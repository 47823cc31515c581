//! plasmaq CLI - turn plain-language paper queries into SPARQL
//!
//! Usage:
//!   plasmaq parse <QUERY> [--no-delegate] [--output text|json]
//!   plasmaq compile <QUERY> [--limit N] [--no-delegate] [--newest-first] [--output sparql|json|verbose]
//!   plasmaq prompt <QUERY>
//!   plasmaq cache stats|clear|purge
//!
//! Examples:
//!   plasmaq compile "tokamak papers with temperature above 10 keV"
//!   plasmaq compile "density 10^19 to 10^20 m^-3 published in 2021" --output verbose
//!   plasmaq parse "recent stellarator results" --no-delegate --output json

use clap::{Parser, Subcommand, ValueEnum};
use plasma_query::compiler::ResultOrder;
use plasma_query::config::Settings;
use plasma_query::parser::build_prompt;
use plasma_query::pipeline::{open_cache, PipelineOutput, QueryPipeline};
use std::path::PathBuf;
use std::process::ExitCode;
use tracing_subscriber::{fmt, prelude::*, EnvFilter};

#[derive(Parser)]
#[command(name = "plasmaq")]
#[command(about = "plasmaq - compile plain-language plasma physics paper queries to SPARQL")]
#[command(version)]
struct Cli {
    /// Path to a config file (overrides the default search)
    #[arg(short, long, global = true)]
    config: Option<PathBuf>,

    /// Log debug output to stderr
    #[arg(short, long, global = true)]
    verbose: bool,

    #[command(subcommand)]
    command: Commands,
}

#[derive(Subcommand)]
enum Commands {
    /// Extract structured parameters from a query
    Parse {
        /// The query text
        query: String,

        /// Skip the delegate and use pattern matching only
        #[arg(long)]
        no_delegate: bool,

        /// Output format
        #[arg(short, long, default_value = "text")]
        output: ParseFormat,
    },

    /// Compile a query to SPARQL
    Compile {
        /// The query text
        query: String,

        /// Maximum number of rows (capped by compiler.max_limit)
        #[arg(short, long)]
        limit: Option<u32>,

        /// Skip the delegate and use pattern matching only
        #[arg(long)]
        no_delegate: bool,

        /// Order results by publication date, newest first
        #[arg(long)]
        newest_first: bool,

        /// Output format
        #[arg(short, long, default_value = "sparql")]
        output: CompileFormat,
    },

    /// Print the prompt sent to the delegate for a query
    Prompt {
        /// The query text
        query: String,
    },

    /// Inspect or clear the parsed-query cache
    Cache {
        #[command(subcommand)]
        action: CacheAction,
    },
}

#[derive(Subcommand)]
enum CacheAction {
    /// Show entry counts and size
    Stats,
    /// Remove every entry
    Clear,
    /// Remove expired entries
    Purge,
}

#[derive(Clone, ValueEnum)]
enum ParseFormat {
    /// Human-readable summary
    Text,
    /// ParsedQuery as JSON
    Json,
}

#[derive(Clone, ValueEnum)]
enum CompileFormat {
    /// Output SPARQL only
    Sparql,
    /// Parsed query and SPARQL as JSON
    Json,
    /// Output SPARQL with comments
    Verbose,
}

#[tokio::main]
async fn main() -> ExitCode {
    let cli = Cli::parse();
    init_tracing(cli.verbose);

    let settings = match load_settings(cli.config.as_ref()) {
        Ok(s) => s,
        Err(code) => return code,
    };

    match cli.command {
        Commands::Parse {
            query,
            no_delegate,
            output,
        } => cmd_parse(settings, &query, no_delegate, output).await,
        Commands::Compile {
            query,
            limit,
            no_delegate,
            newest_first,
            output,
        } => cmd_compile(settings, &query, limit, no_delegate, newest_first, output).await,
        Commands::Prompt { query } => cmd_prompt(&query),
        Commands::Cache { action } => cmd_cache(&settings, action),
    }
}

fn init_tracing(verbose: bool) {
    let default_level = if verbose { "debug" } else { "warn" };
    tracing_subscriber::registry()
        .with(fmt::layer().with_writer(std::io::stderr))
        .with(EnvFilter::try_from_default_env().unwrap_or_else(|_| EnvFilter::new(default_level)))
        .init();
}

fn load_settings(path: Option<&PathBuf>) -> Result<Settings, ExitCode> {
    let result = match path {
        Some(path) => Settings::from_file(path),
        None => Settings::load(),
    };
    result.map_err(|e| {
        eprintln!("Configuration error: {}", e);
        ExitCode::FAILURE
    })
}

fn build_pipeline(mut settings: Settings, no_delegate: bool) -> Result<QueryPipeline, ExitCode> {
    if no_delegate {
        settings.delegate.enabled = false;
    }
    QueryPipeline::from_settings(&settings).map_err(|e| {
        eprintln!("Delegate error: {}", e);
        ExitCode::FAILURE
    })
}

async fn cmd_parse(
    settings: Settings,
    query: &str,
    no_delegate: bool,
    output: ParseFormat,
) -> ExitCode {
    let pipeline = match build_pipeline(settings, no_delegate) {
        Ok(p) => p,
        Err(code) => return code,
    };

    let (parsed, cache_hit) = pipeline.parse(query).await;

    match output {
        ParseFormat::Json => match serde_json::to_string_pretty(&parsed) {
            Ok(json) => println!("{}", json),
            Err(e) => {
                eprintln!("Serialization error: {}", e);
                return ExitCode::FAILURE;
            }
        },
        ParseFormat::Text => {
            println!("Query:      {}", parsed.original_query);
            println!("Intent:     {}", parsed.intent.name());
            println!(
                "Strategy:   {:?}{}",
                parsed.strategy,
                if cache_hit { " (cached)" } else { "" }
            );
            println!("Confidence: {:.2}", parsed.confidence);
            if parsed.parameters.is_empty() {
                println!("Parameters: none");
            } else {
                println!("Parameters:");
                for (quantity, range) in &parsed.parameters {
                    println!(
                        "  - {}: {} .. {} {} (normalized {} .. {} {})",
                        quantity,
                        format_bound(range.min_value()),
                        format_bound(range.max_value()),
                        range.unit(),
                        format_bound(range.normalized_min()),
                        format_bound(range.normalized_max()),
                        quantity.canonical_unit(),
                    );
                }
            }
            if !parsed.keywords.is_empty() {
                println!("Keywords:   {}", parsed.keywords.join(", "));
            }
            if let Some(temporal) = parsed.temporal_constraint {
                println!("Temporal:   {}", temporal);
            }
        }
    }

    ExitCode::SUCCESS
}

fn format_bound(value: Option<f64>) -> String {
    value.map_or_else(|| "*".to_string(), |v| v.to_string())
}

async fn cmd_compile(
    settings: Settings,
    query: &str,
    limit: Option<u32>,
    no_delegate: bool,
    newest_first: bool,
    output: CompileFormat,
) -> ExitCode {
    let mut pipeline = match build_pipeline(settings, no_delegate) {
        Ok(p) => p,
        Err(code) => return code,
    };
    if newest_first {
        let options = pipeline.options().clone().with_order(ResultOrder::NewestFirst);
        pipeline = pipeline.with_options(options);
    }

    let result = match limit {
        Some(limit) => pipeline.run_with_limit(query, limit).await,
        None => pipeline.run(query).await,
    };

    match output {
        CompileFormat::Sparql => {
            println!("{}", result.compiled.sparql);
        }
        CompileFormat::Json => {
            let value = serde_json::json!({
                "parsed": result.parsed,
                "kind": result.compiled.kind,
                "cache_hit": result.cache_hit,
                "sparql": result.compiled.sparql,
            });
            match serde_json::to_string_pretty(&value) {
                Ok(json) => println!("{}", json),
                Err(e) => {
                    eprintln!("Serialization error: {}", e);
                    return ExitCode::FAILURE;
                }
            }
        }
        CompileFormat::Verbose => print_verbose(&result),
    }

    ExitCode::SUCCESS
}

fn print_verbose(result: &PipelineOutput) {
    let parsed = &result.parsed;
    println!("# plasmaq compiled SPARQL");
    println!("# Query: {}", parsed.original_query.replace('\n', " "));
    println!("# Intent: {} ({:?})", parsed.intent.name(), result.compiled.kind);
    println!(
        "# Strategy: {:?}{}",
        parsed.strategy,
        if result.cache_hit { " (cached)" } else { "" }
    );
    println!("# Confidence: {:.2}", parsed.confidence);
    for (quantity, range) in &parsed.parameters {
        println!(
            "# {}: {} .. {} {}",
            quantity,
            format_bound(range.normalized_min()),
            format_bound(range.normalized_max()),
            quantity.canonical_unit()
        );
    }
    if !parsed.keywords.is_empty() {
        println!("# Keywords: {}", parsed.keywords.join(", "));
    }
    println!("# Rows are one per matching measurement; de-duplicate by ?paper.");
    println!();
    println!("{}", result.compiled.sparql);
}

fn cmd_prompt(query: &str) -> ExitCode {
    println!("{}", build_prompt(query));
    ExitCode::SUCCESS
}

fn cmd_cache(settings: &Settings, action: CacheAction) -> ExitCode {
    let cache = match open_cache(settings) {
        Ok(c) => c,
        Err(e) => {
            eprintln!("Cache error: {}", e);
            return ExitCode::FAILURE;
        }
    };

    let result = match action {
        CacheAction::Stats => cache.stats().map(|stats| {
            println!("Entries:  {}", stats.entry_count);
            println!("Expired:  {}", stats.expired_count);
            println!("Size:     {} bytes", stats.total_size_bytes);
        }),
        CacheAction::Clear => cache
            .clear()
            .map(|n| println!("Removed {} entries", n)),
        CacheAction::Purge => cache
            .purge_expired()
            .map(|n| println!("Removed {} expired entries", n)),
    };

    match result {
        Ok(()) => ExitCode::SUCCESS,
        Err(e) => {
            eprintln!("Cache error: {}", e);
            ExitCode::FAILURE
        }
    }
}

━━━━━━━━━━━━━━━━━━━━━━━━━━━━━━

Your objective – Your answer must be a single number: the count of lines in the data that contain the string "Serialization".

Exercise solution – 2